Eve concluded that being cast out was a good thing because without evil, one cannot know good. It creates a spectrum that we can now use to compare things with. We know good is good because we've seen what evil is. And it seems that as we experience more suffering throughout our lives that the spectrum widens and we have a greater capacity to appreciate joy - almost as if our capacity to feel joy is exactly proportional to the amount of pain and suffering we've endured... Christ descended below them all, he suffered everything imaginable, and then he received a fullness of joy. Satan didn't quite understand God's intentions when he suggested that we make everyone 'choose the right' by eliminating the spectrum. You have to ask yourself now if passing billions of God's children through a test-less life would produce results.
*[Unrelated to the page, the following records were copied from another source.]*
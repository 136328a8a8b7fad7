mod error;
mod resolve;
mod types;

pub use error::{Error, Result};
pub use resolve::{resolve, resolve_optional};
pub use types::{
	Bookmarks, BookmarkProviderConfig, Config, DEBOUNCE_MAX_MS, DEBOUNCE_MIN_MS,
	GATE_TIMEOUT_FLOOR_MS, MAX_RESULTS_MAX, MAX_RESULTS_MIN, Rerank, RerankProviderConfig, Search,
	SearchTuning, Service, Settings,
};

use std::{env, fs, path::Path};

use serde_json::{Map, Value};

pub const ENV_LOG: &str = "QUICKMARK_LOG";
pub const ENV_API_BASE: &str = "QUICKMARK_API_BASE";
pub const ENV_API_KEY: &str = "QUICKMARK_API_KEY";
pub const ENV_RERANK_ENABLED: &str = "QUICKMARK_RERANK_ENABLED";
pub const ENV_RERANK_API_BASE: &str = "QUICKMARK_RERANK_API_BASE";
pub const ENV_RERANK_API_KEY: &str = "QUICKMARK_RERANK_API_KEY";
pub const ENV_RERANK_MODEL: &str = "QUICKMARK_RERANK_MODEL";
pub const ENV_DEBOUNCE_MS: &str = "QUICKMARK_DEBOUNCE_MS";
pub const ENV_MAX_RESULTS: &str = "QUICKMARK_MAX_RESULTS";

const DEFAULT_LOG_LEVEL: &str = "info";
const DEFAULT_SEARCH_PATH: &str = "/api/v1/search";
const DEFAULT_QUERY_PARAM: &str = "q";
const DEFAULT_RERANK_PATH: &str = "/v1/rerank";
const DEFAULT_SEARCH_TIMEOUT_MS: u64 = 10_000;
const DEFAULT_RERANK_TIMEOUT_MS: u64 = 5_000;
const DEFAULT_MAX_RESULTS: u64 = 20;

pub fn load(path: &Path) -> Result<Config> {
	let raw = fs::read_to_string(path)
		.map_err(|err| Error::ReadConfig { path: path.to_path_buf(), source: err })?;

	let mut cfg: Config = toml::from_str(&raw)
		.map_err(|err| Error::ParseConfig { path: path.to_path_buf(), source: err })?;

	normalize(&mut cfg);

	validate(&cfg)?;

	Ok(cfg)
}

/// Checks what can be judged from the file alone. Required values may still arrive from the
/// environment, so their absence is reported by [`Config::resolve`] instead.
pub fn validate(cfg: &Config) -> Result<()> {
	for (label, timeout) in
		[("bookmarks.timeout_ms", cfg.bookmarks.timeout_ms), ("rerank.timeout_ms", cfg.rerank.timeout_ms)]
	{
		if timeout == Some(0) {
			return Err(Error::Validation { message: format!("{label} must be greater than zero.") });
		}
	}
	for (label, base) in
		[("bookmarks.api_base", &cfg.bookmarks.api_base), ("rerank.api_base", &cfg.rerank.api_base)]
	{
		if let Some(base) = base
			&& !resolve::http_url(base)
		{
			return Err(Error::Validation {
				message: format!("{label} must start with http:// or https://."),
			});
		}
	}
	for (label, path) in
		[("bookmarks.path", &cfg.bookmarks.path), ("rerank.path", &cfg.rerank.path)]
	{
		if let Some(path) = path
			&& !path.starts_with('/')
		{
			return Err(Error::Validation { message: format!("{label} must start with /.") });
		}
	}
	for (label, headers) in [
		("bookmarks.default_headers", &cfg.bookmarks.default_headers),
		("rerank.default_headers", &cfg.rerank.default_headers),
	] {
		validate_headers(label, headers)?;
	}

	if let Some(top_n) = cfg.rerank.top_n
		&& top_n == 0
	{
		return Err(Error::Validation {
			message: "rerank.top_n must be greater than zero.".to_string(),
		});
	}

	Ok(())
}

impl Config {
	/// Resolves every value against the process environment.
	pub fn resolve(&self) -> Result<Settings> {
		self.resolve_with(|key| env::var(key).ok())
	}

	/// Resolves every value with `lookup` standing in for the environment.
	pub fn resolve_with(&self, lookup: impl Fn(&str) -> Option<String>) -> Result<Settings> {
		let log_level = resolve(
			self.service.log_level.clone(),
			lookup(ENV_LOG),
			DEFAULT_LOG_LEVEL.to_string(),
			resolve::non_empty,
		);
		let bookmarks = self.resolve_bookmarks(&lookup)?;
		let rerank_enabled = resolve(
			self.rerank.enabled,
			lookup(ENV_RERANK_ENABLED).as_deref().and_then(resolve::parse_bool),
			false,
			|_| true,
		);
		let rerank = if rerank_enabled { Some(self.resolve_rerank(&lookup)?) } else { None };
		let debounce_ms = resolve(
			self.search.debounce_ms,
			lookup(ENV_DEBOUNCE_MS).and_then(|raw| raw.trim().parse().ok()),
			DEBOUNCE_MIN_MS,
			|_| true,
		);
		let max_results = resolve(
			self.search.max_results,
			lookup(ENV_MAX_RESULTS).and_then(|raw| raw.trim().parse().ok()),
			DEFAULT_MAX_RESULTS,
			|_| true,
		);
		let search = SearchTuning::new(debounce_ms, max_results, rerank_enabled);

		Ok(Settings { log_level, bookmarks, rerank, search })
	}

	fn resolve_bookmarks(
		&self,
		lookup: &impl Fn(&str) -> Option<String>,
	) -> Result<BookmarkProviderConfig> {
		let api_base =
			resolve_optional(self.bookmarks.api_base.clone(), lookup(ENV_API_BASE), resolve::http_url)
				.ok_or_else(|| Error::Validation {
					message: format!(
						"bookmarks.api_base must be set in the config file or via {ENV_API_BASE}."
					),
				})?;
		let api_key =
			resolve_optional(self.bookmarks.api_key.clone(), lookup(ENV_API_KEY), resolve::non_empty)
				.ok_or_else(|| Error::Validation {
					message: format!(
						"bookmarks.api_key must be set in the config file or via {ENV_API_KEY}."
					),
				})?;

		Ok(BookmarkProviderConfig {
			api_base: trim_base(&api_base),
			api_key: api_key.trim().to_string(),
			path: self.bookmarks.path.clone().unwrap_or_else(|| DEFAULT_SEARCH_PATH.to_string()),
			query_param: self
				.bookmarks
				.query_param
				.clone()
				.unwrap_or_else(|| DEFAULT_QUERY_PARAM.to_string()),
			timeout_ms: self.bookmarks.timeout_ms.unwrap_or(DEFAULT_SEARCH_TIMEOUT_MS),
			default_headers: self.bookmarks.default_headers.clone(),
		})
	}

	fn resolve_rerank(&self, lookup: &impl Fn(&str) -> Option<String>) -> Result<RerankProviderConfig> {
		let api_base = resolve_optional(
			self.rerank.api_base.clone(),
			lookup(ENV_RERANK_API_BASE),
			resolve::http_url,
		)
		.ok_or_else(|| Error::Validation {
			message: format!(
				"rerank.api_base must be set when reranking is enabled (or via {ENV_RERANK_API_BASE})."
			),
		})?;
		let api_key = resolve_optional(
			self.rerank.api_key.clone(),
			lookup(ENV_RERANK_API_KEY),
			resolve::non_empty,
		)
		.ok_or_else(|| Error::Validation {
			message: format!(
				"rerank.api_key must be set when reranking is enabled (or via {ENV_RERANK_API_KEY})."
			),
		})?;
		let model =
			resolve_optional(self.rerank.model.clone(), lookup(ENV_RERANK_MODEL), resolve::non_empty)
				.ok_or_else(|| Error::Validation {
					message: format!(
						"rerank.model must be set when reranking is enabled (or via {ENV_RERANK_MODEL})."
					),
				})?;

		Ok(RerankProviderConfig {
			api_base: trim_base(&api_base),
			api_key: api_key.trim().to_string(),
			path: self.rerank.path.clone().unwrap_or_else(|| DEFAULT_RERANK_PATH.to_string()),
			model: model.trim().to_string(),
			top_n: self.rerank.top_n,
			timeout_ms: self.rerank.timeout_ms.unwrap_or(DEFAULT_RERANK_TIMEOUT_MS),
			default_headers: self.rerank.default_headers.clone(),
		})
	}
}

fn normalize(cfg: &mut Config) {
	for value in [
		&mut cfg.service.log_level,
		&mut cfg.bookmarks.api_base,
		&mut cfg.bookmarks.api_key,
		&mut cfg.bookmarks.path,
		&mut cfg.bookmarks.query_param,
		&mut cfg.rerank.api_base,
		&mut cfg.rerank.api_key,
		&mut cfg.rerank.path,
		&mut cfg.rerank.model,
	] {
		if value.as_deref().map(|raw| raw.trim().is_empty()).unwrap_or(false) {
			*value = None;
		}
	}
}

fn validate_headers(label: &str, headers: &Map<String, Value>) -> Result<()> {
	for (key, value) in headers {
		if !value.is_string() {
			return Err(Error::Validation {
				message: format!("{label}.{key} must be a string."),
			});
		}
	}

	Ok(())
}

fn trim_base(raw: &str) -> String {
	raw.trim().trim_end_matches('/').to_string()
}
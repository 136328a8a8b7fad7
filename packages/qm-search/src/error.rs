pub type Result<T, E = Error> = std::result::Result<T, E>;

#[derive(Debug, thiserror::Error)]
pub enum Error {
	#[error(transparent)]
	Config(#[from] qm_config::Error),
	#[error(transparent)]
	Provider(#[from] qm_providers::Error),
	#[error("A Tokio runtime is required to start a search session.")]
	NoRuntime,
}
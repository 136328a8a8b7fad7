use std::sync::{Mutex, MutexGuard};

use tokio_util::sync::CancellationToken;

/// Owns the cancellation handle of the newest search chain.
///
/// Starting a chain for a newer version cancels the previous holder under the same lock, so at
/// most one chain is ever live.
#[derive(Debug, Default)]
pub struct Supersession {
	slot: Mutex<Slot>,
}

#[derive(Debug, Default)]
struct Slot {
	version: u64,
	cancel: Option<CancellationToken>,
}

impl Supersession {
	pub fn new() -> Self {
		Self::default()
	}

	/// Cancels the current holder and installs a token for `version`.
	///
	/// A version that is not newer than the holder's receives a token that is already canceled.
	pub fn start_new(&self, version: u64) -> CancellationToken {
		let mut slot = self.lock();
		let token = CancellationToken::new();

		if version <= slot.version {
			token.cancel();

			return token;
		}
		if let Some(previous) = slot.cancel.take() {
			previous.cancel();
		}

		slot.version = version;
		slot.cancel = Some(token.clone());

		token
	}

	/// Releases the slot if it still belongs to `version`.
	pub fn finish(&self, version: u64) {
		let mut slot = self.lock();

		if slot.version == version {
			slot.cancel = None;
		}
	}

	pub fn cancel_all(&self) {
		if let Some(cancel) = self.lock().cancel.take() {
			cancel.cancel();
		}
	}

	/// Version of the newest chain ever started.
	#[cfg(test)]
	fn version(&self) -> u64 {
		self.lock().version
	}

	pub fn has_live_chain(&self) -> bool {
		self.lock().cancel.is_some()
	}

	fn lock(&self) -> MutexGuard<'_, Slot> {
		self.slot.lock().unwrap_or_else(|err| err.into_inner())
	}
}
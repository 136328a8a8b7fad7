use std::sync::Arc;

use tokio::time::Instant;
use tokio_util::sync::CancellationToken;

use crate::{Item, Providers, RerankHit, Reranker, version::Query};
use qm_config::SearchTuning;

/// Outcome of one executed search.
#[derive(Debug, Clone, PartialEq)]
pub struct ResultBatch {
	pub version: u64,
	pub query: String,
	pub items: Vec<Item>,
	pub error: Option<qm_providers::Error>,
}
impl ResultBatch {
	fn ok(query: &Query, items: Vec<Item>) -> Self {
		Self { version: query.version, query: query.text.clone(), items, error: None }
	}

	fn failed(query: &Query, error: qm_providers::Error) -> Self {
		Self { version: query.version, query: query.text.clone(), items: Vec::new(), error: Some(error) }
	}
}

/// Runs fetch, the optional rerank pass and truncation for one admitted query.
pub struct SearchExecutor {
	providers: Providers,
	max_results: usize,
	rerank_enabled: bool,
}
impl SearchExecutor {
	pub fn new(providers: Providers, tuning: &SearchTuning) -> Self {
		Self { providers, max_results: tuning.max_results, rerank_enabled: tuning.rerank_enabled }
	}

	/// Returns `None` when the search was canceled; such a search produces no batch at all.
	pub async fn run(&self, query: &Query, cancel: &CancellationToken) -> Option<ResultBatch> {
		if query.is_empty() {
			return Some(ResultBatch::ok(query, Vec::new()));
		}

		let started = Instant::now();
		let fetched = tokio::select! {
			biased;
			_ = cancel.cancelled() => return None,
			res = self.providers.fetcher.fetch(&query.text, cancel) => res,
		};
		let items = match fetched {
			Ok(items) => items,
			Err(qm_providers::Error::Canceled) => return None,
			Err(err) => {
				tracing::error!(version = query.version, error = %err, "Bookmark search failed.");

				return Some(ResultBatch::failed(query, err));
			},
		};
		let fetched_count = items.len();
		let mut items = match self.reranker() {
			Some(reranker) if !items.is_empty() =>
				rerank_items(reranker.as_ref(), query, items, cancel).await?,
			_ => items,
		};

		items.truncate(self.max_results);

		tracing::info!(
			version = query.version,
			fetched = fetched_count,
			returned = items.len(),
			elapsed_ms = started.elapsed().as_millis() as u64,
			"Search completed."
		);

		Some(ResultBatch::ok(query, items))
	}

	fn reranker(&self) -> Option<&Arc<dyn Reranker>> {
		if self.rerank_enabled { self.providers.reranker.as_ref() } else { None }
	}
}

/// Reorders `items` by reranker relevance. Any rerank failure keeps the fetch order; only
/// cancellation yields `None`.
async fn rerank_items(
	reranker: &dyn Reranker,
	query: &Query,
	items: Vec<Item>,
	cancel: &CancellationToken,
) -> Option<Vec<Item>> {
	let docs: Vec<String> = items.iter().map(Item::rerank_document).collect();
	let reranked = tokio::select! {
		biased;
		_ = cancel.cancelled() => return None,
		res = reranker.rerank(&query.text, &docs, cancel) => res,
	};
	let hits = match reranked {
		Ok(hits) => hits,
		Err(qm_providers::Error::Canceled) => return None,
		Err(err) if err.is_transient() => {
			tracing::warn!(
				version = query.version,
				error = %err,
				"Rerank failed; keeping fetch order."
			);

			return Some(items);
		},
		Err(err) => {
			tracing::error!(
				version = query.version,
				error = %err,
				"Rerank failed; keeping fetch order."
			);

			return Some(items);
		},
	};
	let Some(order) = rerank_order(items.len(), &hits) else {
		tracing::warn!(
			version = query.version,
			hits = hits.len(),
			"Rerank response had no usable index; keeping fetch order."
		);

		return Some(items);
	};

	Some(apply_order(items, &order))
}

/// Full permutation of `0..len`: valid hits by descending score, then unmentioned positions in
/// their original order. Out-of-range and repeated indices are dropped. `None` when no hit is
/// usable.
fn rerank_order(len: usize, hits: &[RerankHit]) -> Option<Vec<usize>> {
	let mut seen = vec![false; len];
	let mut ranked = Vec::with_capacity(hits.len().min(len));

	for hit in hits {
		if hit.index < len && !seen[hit.index] {
			seen[hit.index] = true;

			ranked.push(*hit);
		}
	}

	if ranked.is_empty() {
		return None;
	}
	if ranked.len() < hits.len() {
		tracing::debug!(
			discarded = hits.len() - ranked.len(),
			"Discarded out-of-range or repeated rerank indices."
		);
	}

	// Stable, so equal scores keep provider order. NaN sorts last.
	ranked.sort_by(|a, b| score_key(b.score).total_cmp(&score_key(a.score)));

	let mut order: Vec<usize> = ranked.iter().map(|hit| hit.index).collect();

	order.extend((0..len).filter(|index| !seen[*index]));

	Some(order)
}

fn score_key(score: f32) -> f32 {
	if score.is_nan() { f32::NEG_INFINITY } else { score }
}

fn apply_order(items: Vec<Item>, order: &[usize]) -> Vec<Item> {
	let mut slots: Vec<Option<Item>> = items.into_iter().map(Some).collect();

	order.iter().filter_map(|index| slots.get_mut(*index).and_then(Option::take)).collect()
}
Elder Wirthlin says, 'Come what may, and love it." But can we really tell that to our newly-wed neighbor whose wife was just diagnosed with stage 4 ovarian cancer, can no longer have children, and will likely die? How can we comfort someone who is suffering so much? How is it possibly that a loving god would allow such a travesty to happen? And if He could overlook this one young woman suffering... how does He overlook an entire nation of suffering? How is it that world wars are allowed to happen - and six million Jews exterminated! They were Christ's own people! How does this idea of pain and suffering fit in with the good news of the Gospel and everlasting happiness and joy...? ...I think that in the end it comes down to love...
Maybe perfect packages of suffering are prepared for each of us - but they're prepared out of love. Pain and suffering help widen the spectrum so that we can know joy. God allows bad things to happen because in the eternal perspective of things, it will be for our good. We know that this is a test-tube experience to prove our worthiness and gain an appreciation for good. And maybe that's why some actually ask for trials in their life because they have this understanding that it won't be permanent and in the end it will be for their good. Do we have to go through a Christ-like suffering experience and take on the pains of God's children across countless numbers of worlds before receiving a fullness of joy? Well - I hope not. I think that this is where the atonement somehow intercedes and spares us that necessity.
I know that God lives, and I know that He loves His children. And because of that fundamental knowledge, I can know that because God allows suffering - it will be for my own good.